画面はそんな粘液まみれの細部を延々と映し出す。ロングショットがほとんどなく、長回しで人体や動物や魚に密着して離れない。いやでもディテールに目がいき、全体像がつかめない。それがアレクセイ・ゲルマン監督がこの映画で採ったスタイル。ここまで徹底すると、映画の極北を見たという感じになる。
物語らしきものはある。僕は原作がストロガツキー兄弟のSFという以外なんの情報もなく見たから、人物にしても主人公以外よく分からなかった(これを書いている今も分からない)。
どうやら地球とは別の惑星らしい。そこに地球からドン・ルマータ(レオニード・ヤルモルニク)らが送りこまれる。惑星の文明は地球から800年遅れている。地球の中世に当たる。都市では虐殺が進行している。異星人(といっても人間も動物も地球と同じ姿)たちは互いに果てしない殺戮と愚行と痴態を繰り返している。ドンは神として彼らに崇められているらしい(かと思うと子供がドンの頭をこずいたりする)。最後に異星人に絶望したドンは彼らを虐殺し、「神でいることはつらい」とつぶやく。

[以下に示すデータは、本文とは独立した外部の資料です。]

use std::time::Duration;

use async_trait::async_trait;
use serde::{Deserialize, Serialize};

use crate::{
    distance::{DistanceMethod, DistanceResult, RoutingApi},
    entities::Coordinates,
    error::{distance_unavailable_error, invalid_input_error, upstream_error, Error},
};

#[derive(Clone, Debug)]
pub struct GoogleMaps {
    http: reqwest::Client,
    api_base: String,
    api_key: String,
}

impl GoogleMaps {
    pub fn new(api_base: String, api_key: String, timeout: Duration) -> Result<Self, Error> {
        let http = reqwest::Client::builder().timeout(timeout).build()?;

        Ok(Self {
            http,
            api_base,
            api_key,
        })
    }
}

#[derive(Clone, Debug, Serialize, Deserialize)]
struct DistanceMatrixResponse {
    status: String,
    rows: Vec<DistanceMatrixRow>,
}

#[derive(Clone, Debug, Serialize, Deserialize)]
struct DistanceMatrixRow {
    elements: Vec<DistanceMatrixElement>,
}

#[derive(Clone, Debug, Serialize, Deserialize)]
struct DistanceMatrixElement {
    status: String,
    distance: Option<TextValue>,
    duration: Option<TextValue>,
}

#[derive(Clone, Debug, Serialize, Deserialize)]
struct TextValue {
    text: String,
    value: u32,
}

/// Pulls the single origin to single destination leg out of a matrix
/// response. Distances come back in metres.
fn first_leg(response: DistanceMatrixResponse) -> Result<DistanceResult, Error> {
    if response.status != "OK" {
        tracing::warn!(status = %response.status, "distance matrix request not serviceable");
        return Err(distance_unavailable_error());
    }

    let element = response
        .rows
        .into_iter()
        .next()
        .and_then(|row| row.elements.into_iter().next())
        .ok_or_else(distance_unavailable_error)?;

    if element.status != "OK" {
        tracing::warn!(status = %element.status, "no route between the requested points");
        return Err(distance_unavailable_error());
    }

    let distance = element.distance.ok_or_else(distance_unavailable_error)?;
    let duration_seconds = element.duration.map(|d| d.value).unwrap_or(0);

    Ok(DistanceResult {
        distance_km: f64::from(distance.value) / 1000.0,
        duration_seconds,
        method: DistanceMethod::Measured,
    })
}

#[async_trait]
impl RoutingApi for GoogleMaps {
    #[tracing::instrument(skip(self))]
    async fn driving_distance(
        &self,
        origin: &Coordinates,
        destination: &Coordinates,
    ) -> Result<DistanceResult, Error> {
        let url = format!("https://{}/maps/api/distancematrix/json", self.api_base);

        let res = self
            .http
            .get(url)
            .query(&[("key", self.api_key.clone())])
            .query(&[("origins", String::from(*origin))])
            .query(&[("destinations", String::from(*destination))])
            .query(&[("units", "metric".to_string())])
            .send()
            .await?;

        let status_code = res.status().as_u16();

        if status_code >= 400 && status_code < 500 {
            return Err(invalid_input_error("distance matrix request rejected"));
        } else if status_code != 200 {
            return Err(upstream_error());
        }

        let data: DistanceMatrixResponse = res.json().await?;

        first_leg(data)
    }
}

#[cfg(test)]
mod tests {
    use super::*;

    fn matrix_response(body: &str) -> DistanceMatrixResponse {
        serde_json::from_str(body).unwrap()
    }

    #[test]
    fn parses_a_successful_matrix_response() {
        let response = matrix_response(
            r#"{
                "status": "OK",
                "rows": [{
                    "elements": [{
                        "status": "OK",
                        "distance": { "text": "106 km", "value": 106000 },
                        "duration": { "text": "1 hour 23 mins", "value": 4980 }
                    }]
                }]
            }"#,
        );

        let result = first_leg(response).unwrap();

        assert_eq!(result.distance_km, 106.0);
        assert_eq!(result.duration_seconds, 4980);
        assert_eq!(result.method, DistanceMethod::Measured);
    }

    #[test]
    fn unroutable_elements_become_distance_unavailable() {
        let response = matrix_response(
            r#"{
                "status": "OK",
                "rows": [{
                    "elements": [{ "status": "ZERO_RESULTS" }]
                }]
            }"#,
        );

        let err = first_leg(response).unwrap_err();
        assert_eq!(err.code, crate::error::DISTANCE_UNAVAILABLE);
    }

    #[test]
    fn top_level_failures_become_distance_unavailable() {
        let denied = matrix_response(r#"{ "status": "REQUEST_DENIED", "rows": [] }"#);
        assert_eq!(
            first_leg(denied).unwrap_err().code,
            crate::error::DISTANCE_UNAVAILABLE
        );

        let empty = matrix_response(r#"{ "status": "OK", "rows": [] }"#);
        assert_eq!(
            first_leg(empty).unwrap_err().code,
            crate::error::DISTANCE_UNAVAILABLE
        );
    }

    #[test]
    fn metres_convert_to_kilometres() {
        let response = matrix_response(
            r#"{
                "status": "OK",
                "rows": [{
                    "elements": [{
                        "status": "OK",
                        "distance": { "text": "1.3 km", "value": 1284 },
                        "duration": { "text": "4 mins", "value": 240 }
                    }]
                }]
            }"#,
        );

        let result = first_leg(response).unwrap();
        assert!((result.distance_km - 1.284).abs() < 1e-9);
    }
}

これをスターリン時代の虐殺や数千万の死者を生んだ毛沢東の大躍進政策といった政治への暗喩と見ることはもちろん可能だろう。実際、そうなのかもしれない。でもこの映画の面白さ(というなら)は、そこにはないと思う。
それはグロテスクにのたうち回る人間たちのどろどろぐちゃぐちゃねばねばべちょべちょを楽しめるか否かにかかっている。それが生理的に嫌なら、ストーリーがよく見えないこの映画を3時間見るのは苦痛でしかないだろう。映画を見ながら、僕はそれが嫌いじゃない自分を発見した。ストーリーがあるようでないから途中2度ほど落ちたけど、それでも最後まで面白かった。とにかく今まで一度も見たことがないような映画を見た。
アレクセイ・ゲルマン監督はこの映画に2000年に取り組み始め、2013年、完成を目前に心不全で亡くなった。74歳。